Dying Wish: Performances go a long way to deepen well-intentioned "Freeheld"

Freeheld (2015)
103 min., rated PG-13.

Based on the Oscar-winning 2007 documentary short of the same name, "Freeheld" is timely, well-intentioned and delivers the appropriate emotions for an inspiring true story of a May-December romance that isn't recognized as a traditional marriage. It has the trappings of a preachy Issues Movie of the Week, being about cancer and social injustice, but it's a bit better than that, being buoyed by nice performances. Much like 2014's superior "Still Alice," which was mainly a showcase for one of Julianne Moore's most shattering performances to date as a woman suffering from early-onset Alzheimer's disease but was still made with a more graceful artistry than any Lifetime movie, "Freeheld" seems better suited to the small screen, but the actors finesse the potentially soapy material just enough into making the end product worthwhile.
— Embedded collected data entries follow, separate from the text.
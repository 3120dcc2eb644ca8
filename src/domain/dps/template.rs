use serde::{Deserialize, Serialize};

use crate::domain::errors::ValidationError;

/// Tenant boilerplate merged under the values of each sale.
///
/// Every field has a default, so tenants only store what they change.
#[derive(Debug, Clone, PartialEq, Eq, Serialize, Deserialize)]
#[serde(default, rename_all = "camelCase", deny_unknown_fields)]
pub struct DpsTemplate {
    pub serie: String,
    pub ver_aplic: String,
    /// Overrides the value derived from the company Simples Nacional flag.
    pub op_simp_nac: Option<u8>,
    pub reg_esp_trib: u8,
    pub trib_issqn: u8,
    pub tp_ret_issqn: u8,
    pub c_nbs: Option<String>,
    pub ind_tot_trib: u8,
    /// Place of provision when it differs from the company municipality.
    pub c_loc_prestacao: Option<String>,
}

impl Default for DpsTemplate {
    fn default() -> Self {
        Self {
            serie: "1".into(),
            ver_aplic: concat!("nfse-server-", env!("CARGO_PKG_VERSION")).into(),
            op_simp_nac: None,
            reg_esp_trib: 0,
            trib_issqn: 1,
            tp_ret_issqn: 1,
            c_nbs: None,
            ind_tot_trib: 0,
            c_loc_prestacao: None,
        }
    }
}

impl DpsTemplate {
    /// Reads the tenant template, falling back to defaults when absent.
    pub fn from_json(value: Option<&serde_json::Value>) -> Result<Self, ValidationError> {
        match value {
            None | Some(serde_json::Value::Null) => Ok(Self::default()),
            Some(value) => serde_json::from_value(value.clone())
                .map_err(|e| ValidationError::single("template", e.to_string())),
        }
    }

    /// Adds every template problem to `errors`.
    pub fn validate(&self, errors: &mut ValidationError) {
        if self.serie.is_empty()
            || self.serie.len() > 5
            || !self.serie.chars().all(|c| c.is_ascii_digit())
        {
            errors.push("template.serie", "must be 1 to 5 digits");
        }
        if self.ver_aplic.is_empty() || self.ver_aplic.len() > 20 {
            errors.push("template.verAplic", "must be 1 to 20 characters");
        }
        if self.op_simp_nac.is_some_and(|v| !(1..=3).contains(&v)) {
            errors.push("template.opSimpNac", "must be 1, 2 or 3");
        }
        if !(1..=4).contains(&self.trib_issqn) {
            errors.push("template.tribIssqn", "must be between 1 and 4");
        }
        if !(1..=3).contains(&self.tp_ret_issqn) {
            errors.push("template.tpRetIssqn", "must be between 1 and 3");
        }
        if let Some(nbs) = &self.c_nbs {
            if nbs.len() != 9 || !nbs.chars().all(|c| c.is_ascii_digit()) {
                errors.push("template.cNbs", "must be 9 digits");
            }
        }
        if let Some(code) = &self.c_loc_prestacao {
            if code.len() != 7 || !code.chars().all(|c| c.is_ascii_digit()) {
                errors.push("template.cLocPrestacao", "must be a 7 digit IBGE code");
            }
        }
    }
}
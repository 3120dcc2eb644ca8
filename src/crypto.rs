mod errors;
mod keys;
pub mod rsa;
pub mod sym;
mod utils;

pub use errors::Error;
pub use keys::SecureBytes;
pub use utils::*;

use errors::CryptoResult;
use openssl::hash::{Hasher, MessageDigest as Digest};

/// Digests of the XML signature profile
#[derive(Debug, Clone, Copy, PartialEq, Eq)]
pub enum HashAlg {
    /// SHA-1, mandated by the national NFS-e signature profile
    Sha1,
}

impl HashAlg {
    pub fn hash(&self, data: impl AsRef<[u8]>) -> CryptoResult<Vec<u8>> {
        let mut hasher = Hasher::new(self.into())?;
        hasher.update(data.as_ref())?;
        Ok(hasher.finish()?.to_vec())
    }
}

impl From<&HashAlg> for Digest {
    fn from(hash_alg: &HashAlg) -> Self {
        match hash_alg {
            HashAlg::Sha1 => Digest::sha1(),
        }
    }
}

#[cfg(test)]
mod tests {
    use super::*;

    #[test]
    fn test_sha1_known_vector() {
        let digest = HashAlg::Sha1.hash(b"abc").unwrap();
        assert_eq!(hex::encode(digest), "a9993e364706816aba3e25717850c26c9cd0d89d");
    }
}
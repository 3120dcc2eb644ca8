use crate::xmldsig::{Error, Result};
use quick_xml::events::{BytesStart, Event};
use quick_xml::{Reader, Writer};
use std::io::Cursor;

/// Adds `xmlns="{namespace}"` to the root element of a fragment when the
/// root carries no default namespace of its own.
///
/// Fragments cut out of a signed document lose the namespace they inherited
/// from their parent; this restores it before canonicalization.
pub fn reinject_namespace(xml: &str, namespace: &str) -> Result<String> {
    let mut reader = Reader::from_str(xml);
    reader.config_mut().trim_text(false);

    let mut writer = Writer::new(Cursor::new(Vec::new()));
    let mut buf = Vec::new();
    let mut root_seen = false;

    loop {
        match reader.read_event_into(&mut buf) {
            Ok(Event::Start(e)) if !root_seen => {
                root_seen = true;
                writer.write_event(Event::Start(with_default_namespace(&e, namespace)))?;
            }
            Ok(Event::Empty(e)) if !root_seen => {
                root_seen = true;
                writer.write_event(Event::Empty(with_default_namespace(&e, namespace)))?;
            }
            Ok(Event::Eof) => break,
            Ok(e) => writer.write_event(e)?,
            Err(e) => return Err(Error::Xml(e.to_string())),
        }
        buf.clear();
    }

    if !root_seen {
        return Err(Error::Xml("Fragment has no root element".into()));
    }
    Ok(String::from_utf8(writer.into_inner().into_inner())?)
}

fn with_default_namespace(e: &BytesStart, namespace: &str) -> BytesStart<'static> {
    let mut elem = e.to_owned();
    let has_default = e
        .attributes()
        .with_checks(false)
        .filter_map(|a| a.ok())
        .any(|attr| attr.key.as_ref() == b"xmlns");
    if !has_default {
        elem.push_attribute(("xmlns", namespace));
    }
    elem
}

/// Extract element by ID attribute
pub fn extract_element_by_id(xml: &str, id: &str) -> Result<String> {
    extract_with_predicate(xml, |e| {
        e.attributes().filter_map(|a| a.ok()).any(|attr| {
            attr.key.local_name().as_ref() == b"Id"
                && attr.unescape_value().ok().as_deref() == Some(id)
        })
    })?
    .ok_or_else(|| Error::Xml(format!("Element with Id='{id}' not found")))
}

/// Extract the first element with the given local name
pub fn extract_element(xml: &str, name: &str) -> Result<String> {
    let target = name.as_bytes();
    extract_with_predicate(xml, |e| e.name().local_name().as_ref() == target)?
        .ok_or_else(|| Error::Xml(format!("Element '{name}' not found")))
}

/// Text content of the first element with the given local name
pub fn element_text(xml: &str, name: &str) -> Result<Option<String>> {
    let mut reader = Reader::from_str(xml);
    let mut buf = Vec::new();
    let mut inside = false;
    let mut text = String::new();

    loop {
        match reader.read_event_into(&mut buf) {
            Ok(Event::Start(e)) if e.name().local_name().as_ref() == name.as_bytes() => {
                inside = true;
            }
            Ok(Event::Text(e)) if inside => {
                text.push_str(&e.xml_content().map_err(|e| Error::Xml(e.to_string()))?);
            }
            Ok(Event::GeneralRef(e)) if inside => {
                let entity = std::str::from_utf8(&e)?;
                if let Some(resolved) = quick_xml::escape::resolve_predefined_entity(entity) {
                    text.push_str(resolved);
                }
            }
            Ok(Event::End(e)) if inside && e.name().local_name().as_ref() == name.as_bytes() => {
                return Ok(Some(text));
            }
            Ok(Event::Eof) => return Ok(None),
            Ok(_) => {}
            Err(e) => return Err(Error::Xml(e.to_string())),
        }
        buf.clear();
    }
}

/// Removes every element with the given local name, subtree included.
///
/// This is the enveloped-signature transform when called with `Signature`.
pub fn strip_element(xml: &str, name: &str) -> Result<String> {
    let mut reader = Reader::from_str(xml);
    reader.config_mut().trim_text(false);

    let mut writer = Writer::new(Cursor::new(Vec::new()));
    let mut buf = Vec::new();
    let mut skip_depth = 0usize;
    let target = name.as_bytes();

    loop {
        match reader.read_event_into(&mut buf) {
            Ok(Event::Start(e)) => {
                if skip_depth > 0 || e.name().local_name().as_ref() == target {
                    skip_depth += 1;
                } else {
                    writer.write_event(Event::Start(e))?;
                }
            }
            Ok(Event::End(e)) => {
                if skip_depth > 0 {
                    skip_depth -= 1;
                } else {
                    writer.write_event(Event::End(e))?;
                }
            }
            Ok(Event::Empty(e)) => {
                if skip_depth == 0 && e.name().local_name().as_ref() != target {
                    writer.write_event(Event::Empty(e))?;
                }
            }
            Ok(Event::Eof) => break,
            Ok(e) => {
                if skip_depth == 0 {
                    writer.write_event(e)?;
                }
            }
            Err(e) => return Err(Error::Xml(e.to_string())),
        }
        buf.clear();
    }
    Ok(String::from_utf8(writer.into_inner().into_inner())?)
}

/// Copy of the first subtree whose start tag matches the predicate
fn extract_with_predicate<F>(xml: &str, mut predicate: F) -> Result<Option<String>>
where
    F: FnMut(&BytesStart) -> bool,
{
    let mut reader = Reader::from_str(xml);
    reader.config_mut().trim_text(false);
    reader.config_mut().expand_empty_elements = true;

    let mut writer = Writer::new(Cursor::new(Vec::new()));
    let mut buf = Vec::new();
    let mut depth = 0;
    let mut capturing = false;

    loop {
        match reader.read_event_into(&mut buf) {
            Ok(Event::Start(e)) => {
                if !capturing && predicate(&e) {
                    capturing = true;
                    depth = 1;
                    writer.write_event(Event::Start(e))?;
                } else if capturing {
                    depth += 1;
                    writer.write_event(Event::Start(e))?;
                }
            }
            Ok(Event::End(e)) => {
                if capturing {
                    writer.write_event(Event::End(e))?;
                    depth -= 1;
                    if depth == 0 {
                        break;
                    }
                }
            }
            Ok(Event::Eof) => break,
            Ok(e) => {
                if capturing {
                    writer.write_event(e)?;
                }
            }
            Err(e) => return Err(Error::Xml(e.to_string())),
        }
        buf.clear();
    }

    if !capturing {
        return Ok(None);
    }
    if depth != 0 {
        return Err(Error::Xml("Element is not closed".into()));
    }
    Ok(Some(String::from_utf8(writer.into_inner().into_inner())?))
}

#[cfg(test)]
mod tests {
    use super::*;

    #[test]
    fn test_extract_element_by_id() {
        let xml = r#"<DPS><infDPS Id="DPS123">content</infDPS></DPS>"#;
        let element = extract_element_by_id(xml, "DPS123").unwrap();
        assert_eq!(element, r#"<infDPS Id="DPS123">content</infDPS>"#);
        assert!(extract_element_by_id(xml, "DPS999").is_err());
    }

    #[test]
    fn test_extract_nested_element() {
        let xml = r#"<a><Signature><SignedInfo><X>1</X></SignedInfo><SignatureValue>abc</SignatureValue></Signature></a>"#;
        let signed_info = extract_element(xml, "SignedInfo").unwrap();
        assert_eq!(signed_info, "<SignedInfo><X>1</X></SignedInfo>");
    }

    #[test]
    fn test_element_text() {
        let xml = r#"<a><b>one &amp; two</b><c/></a>"#;
        assert_eq!(element_text(xml, "b").unwrap().as_deref(), Some("one & two"));
        assert_eq!(element_text(xml, "missing").unwrap(), None);
    }

    #[test]
    fn test_reinject_namespace_when_missing() {
        let xml = r#"<infDPS Id="x"><a>1</a></infDPS>"#;
        let result = reinject_namespace(xml, "http://ns").unwrap();
        assert_eq!(result, r#"<infDPS Id="x" xmlns="http://ns"><a>1</a></infDPS>"#);
    }

    #[test]
    fn test_reinject_namespace_keeps_existing() {
        let xml = r#"<infDPS xmlns="http://other"><a>1</a></infDPS>"#;
        assert_eq!(reinject_namespace(xml, "http://ns").unwrap(), xml);
    }

    #[test]
    fn test_strip_element() {
        let xml = r#"<DPS><infDPS>x</infDPS><Signature><SignedInfo/></Signature></DPS>"#;
        assert_eq!(
            strip_element(xml, "Signature").unwrap(),
            "<DPS><infDPS>x</infDPS></DPS>"
        );
    }
}
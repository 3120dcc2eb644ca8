use async_trait::async_trait;
use redis::{AsyncCommands, aio::ConnectionManager};
use serde::{Serialize, de::DeserializeOwned};
use uuid::Uuid;

use crate::domain::models::{Client, Company, Invoice, NewLogEntry, Sale, SystemLog};
use crate::domain::ports::LogSink;
use crate::store::{Result, Store, StoreError, access_key_conflict, normalize_document};

const PREFIX: &str = "nfse";

/// A Redis store. Records are JSON values under `nfse:` keys.
#[derive(Clone)]
pub struct RedisStore {
    conn: ConnectionManager,
}

impl RedisStore {
    /// Creates a new Redis store from a connection manager.
    pub fn new(conn: ConnectionManager) -> Self {
        Self { conn }
    }

    async fn load<T: DeserializeOwned>(&self, key: &str) -> Result<Option<T>> {
        let mut conn = self.conn.clone();
        let raw: Option<String> = conn.get(key).await?;
        Ok(raw.map(|raw| serde_json::from_str(&raw)).transpose()?)
    }

    async fn put<T: Serialize>(&self, key: &str, value: &T) -> Result<()> {
        let mut conn = self.conn.clone();
        let _: () = conn.set(key, serde_json::to_string(value)?).await?;
        Ok(())
    }

    /// Claims `key` for `owner`, returning whoever owns it afterwards.
    async fn claim(&self, key: &str, owner: Uuid) -> Result<Uuid> {
        let mut conn = self.conn.clone();
        let claimed: bool = conn.set_nx(key, owner.to_string()).await?;
        if claimed {
            return Ok(owner);
        }
        let current: String = conn.get(key).await?;
        Uuid::parse_str(&current)
            .map_err(|e| StoreError::Backend(format!("corrupted index {key}: {e}")))
    }
}

fn company_key(id: Uuid) -> String {
    format!("{PREFIX}:company:{id}")
}

fn client_key(id: Uuid) -> String {
    format!("{PREFIX}:client:{id}")
}

fn client_document_key(company_id: Uuid, document: &str) -> String {
    format!("{PREFIX}:company:{company_id}:client_doc:{document}")
}

fn sale_key(id: Uuid) -> String {
    format!("{PREFIX}:sale:{id}")
}

fn sale_invoices_key(sale_id: Uuid) -> String {
    format!("{PREFIX}:sale:{sale_id}:invoices")
}

fn sale_logs_key(sale_id: Uuid) -> String {
    format!("{PREFIX}:sale:{sale_id}:logs")
}

fn invoice_key(id: impl std::fmt::Display) -> String {
    format!("{PREFIX}:invoice:{id}")
}

fn access_key_index(key: &str) -> String {
    format!("{PREFIX}:access_key:{key}")
}

fn counter_key(company_id: Uuid, serie: &str) -> String {
    format!("{PREFIX}:company:{company_id}:dps_counter:{serie}")
}

const UNBOUND_LOGS_KEY: &str = "nfse:logs";

#[async_trait]
impl Store for RedisStore {
    async fn company(&self, id: Uuid) -> Result<Option<Company>> {
        self.load(&company_key(id)).await
    }

    async fn save_company(&self, company: &Company) -> Result<()> {
        self.put(&company_key(company.id), company).await
    }

    async fn client(&self, id: Uuid) -> Result<Option<Client>> {
        self.load(&client_key(id)).await
    }

    async fn save_client(&self, client: &Client) -> Result<Client> {
        let index = client_document_key(client.company_id, &normalize_document(&client.document));
        let id = self.claim(&index, client.id).await?;

        let stored = Client {
            id,
            ..client.clone()
        };
        self.put(&client_key(id), &stored).await?;
        Ok(stored)
    }

    async fn sale(&self, id: Uuid) -> Result<Option<Sale>> {
        self.load(&sale_key(id)).await
    }

    async fn save_sale(&self, sale: &Sale) -> Result<()> {
        self.put(&sale_key(sale.id), sale).await
    }

    async fn invoice(&self, id: Uuid) -> Result<Option<Invoice>> {
        self.load(&invoice_key(id)).await
    }

    async fn invoices_for_sale(&self, sale_id: Uuid) -> Result<Vec<Invoice>> {
        let mut conn = self.conn.clone();
        let ids: Vec<String> = conn.zrange(sale_invoices_key(sale_id), 0, -1).await?;

        let mut invoices = Vec::with_capacity(ids.len());
        for id in ids {
            let raw: Option<String> = conn.get(invoice_key(id)).await?;
            if let Some(raw) = raw {
                invoices.push(serde_json::from_str(&raw)?);
            }
        }
        Ok(invoices)
    }

    async fn save_invoice(&self, invoice: &Invoice) -> Result<()> {
        if let Some(key) = invoice.access_key() {
            let owner = self.claim(&access_key_index(key), invoice.id).await?;
            if owner != invoice.id {
                return Err(access_key_conflict(key));
            }
        }

        self.put(&invoice_key(invoice.id), invoice).await?;
        let mut conn = self.conn.clone();
        let _: () = conn
            .zadd(
                sale_invoices_key(invoice.sale_id),
                invoice.id.to_string(),
                invoice.created_at.timestamp_micros(),
            )
            .await?;
        Ok(())
    }

    async fn next_dps_number(&self, company_id: Uuid, serie: &str) -> Result<u64> {
        let mut conn = self.conn.clone();
        let number: u64 = conn.incr(counter_key(company_id, serie), 1).await?;
        Ok(number)
    }
}

#[async_trait]
impl LogSink for RedisStore {
    async fn append(&self, entry: NewLogEntry) -> Result<SystemLog> {
        let log = entry.into_log();
        let key = log
            .sale_id
            .map(sale_logs_key)
            .unwrap_or_else(|| UNBOUND_LOGS_KEY.to_string());

        let mut conn = self.conn.clone();
        let _: () = conn.rpush(key, serde_json::to_string(&log)?).await?;
        Ok(log)
    }

    async fn entries_for_sale(&self, sale_id: Uuid) -> Result<Vec<SystemLog>> {
        let mut conn = self.conn.clone();
        let rows: Vec<String> = conn.lrange(sale_logs_key(sale_id), 0, -1).await?;
        let mut logs = Vec::with_capacity(rows.len());
        for row in rows {
            logs.push(serde_json::from_str(&row)?);
        }
        Ok(logs)
    }
}

#[cfg(test)]
mod tests {
    use super::*;

    #[test]
    fn test_keys_are_namespaced() {
        let id = Uuid::nil();
        assert_eq!(
            company_key(id),
            "nfse:company:00000000-0000-0000-0000-000000000000"
        );
        assert!(counter_key(id, "900").ends_with(":dps_counter:900"));
        assert_eq!(access_key_index("ABC"), "nfse:access_key:ABC");
        assert!(client_document_key(id, "52998224725").starts_with("nfse:company:"));
    }
}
Ocean County, New Jersey police detective Laurel Hester (Julianne Moore) has been respected by her male colleagues in her 23 years on the police force. She's dedicated to her work, but she's also a very private person and has kept her sexuality in the closet, even away from straight partner Dane Wells (Michael Shannon). She stress-smokes and never stops working, until she crosses state lines to play on a lesbian volleyball team in Pennsylvania and meets tomboyish mechanic Stacie Andree (Ellen Page). Laurel admits she's a bit too old for her, but gives Stacie her number anyway and their relationship gets stronger, despite Laurel trying to keep it a secret from anyone in her professional life. A year later in 2005, Laurel and Stacie get their domestic partnership certificate and buy a home with a garden. It's not until Laurel contracts late-stage lung cancer that the rest of the police force discovers she's a lesbian. Despite Stacie remaining loyal to Laurel and helping her with treatment, the disease is incurable. When Hester first appeals to Ocean County's Board of Freeholders to ensure her pension benefits be passed on to Stacie and allow her to keep their house when Laurel is gone, the same-sex couple is rejected. That's when they hire Garden State Equality founder and chair Steven Goldstein (Steve Carell) to support their cause for equality and it's everyone else against the freeholders.

Director Peter Sollett (2008's "Nick and Norah's Infinite Playlist") and screenwriter Ron Nyswaner (1993's "Philadelphia") do an economical job of setting up Laurel and Stacie's burgeoning relationship, but once they feel the need to have something to prove about gender equality, the film only skims the surface. If anything, Julianne Moore and Ellen Page compute as a loving couple and flesh out their characters as best as the screenplay allows. Continuing to be immune to hitting a single false note, Moore makes a Farrah Fawcett wig look convincing and delivers a tender, nuanced performance as Laurel Hester. Page gives weight and anguish to her on-screen relationship, and she's quite good in her own right as Stacie, an out-and-proud young woman comfortable in her own skin and proving her worth as a mechanic when she rotates tires in under eight minutes. The perpetually wild-eyed Michael Shannon is just as strong, offering dimension and compassion and proving he is capable of more than just disturbed characters, especially after his intense work in "99 Homes." When a yarmulke-wearing Steve Carell comes in as self-described "big, loud, gay Jew" and activist Steven Goldstein, it's a jarring tonal change, but he adds welcome levity and settles believably into the role that calls on the actor to be animated and larger-than-life. As the county freeholders, Dennis Boutsikaris, Kevin O'Rourke, Tom McGowan, William Sadler, and Josh Charles (the one who votes to give Laurel her pension but is out-numbered and doesn't want to ruffle feathers) mostly have one note to play, but at least they don't come across strictly as cardboard caricatures; their beliefs are just frustratingly backward.

Even if "Freeheld" is rough around the edges as a piece of filmmaking, the message is so important and necessary that no one should be discouraged from seeing it. The production is workmanlike at best, and the ways in which Laurel's sister (Kelly Deadmon) and Stacie's mother (Mary Birdsong) are handled in shots and in the script are so awkward. Once the inevitable is established—Laurel's health will only deteriorate—the messaging gets in the way of the two women's relationship and succumbs to trite speechifying in the form of circus rallies in a courtroom. The focus should have always remained on Laurel and Stacie since the moments between them are the best the film has to offer. One would have to be made of stone or an awful, homophobic subhuman to not feel something and share the film's politics, but by the end of "Freeheld," it's difficult not to be impressed more by the moving story being told and the performances than the film itself. It's fine when it could have been so much more.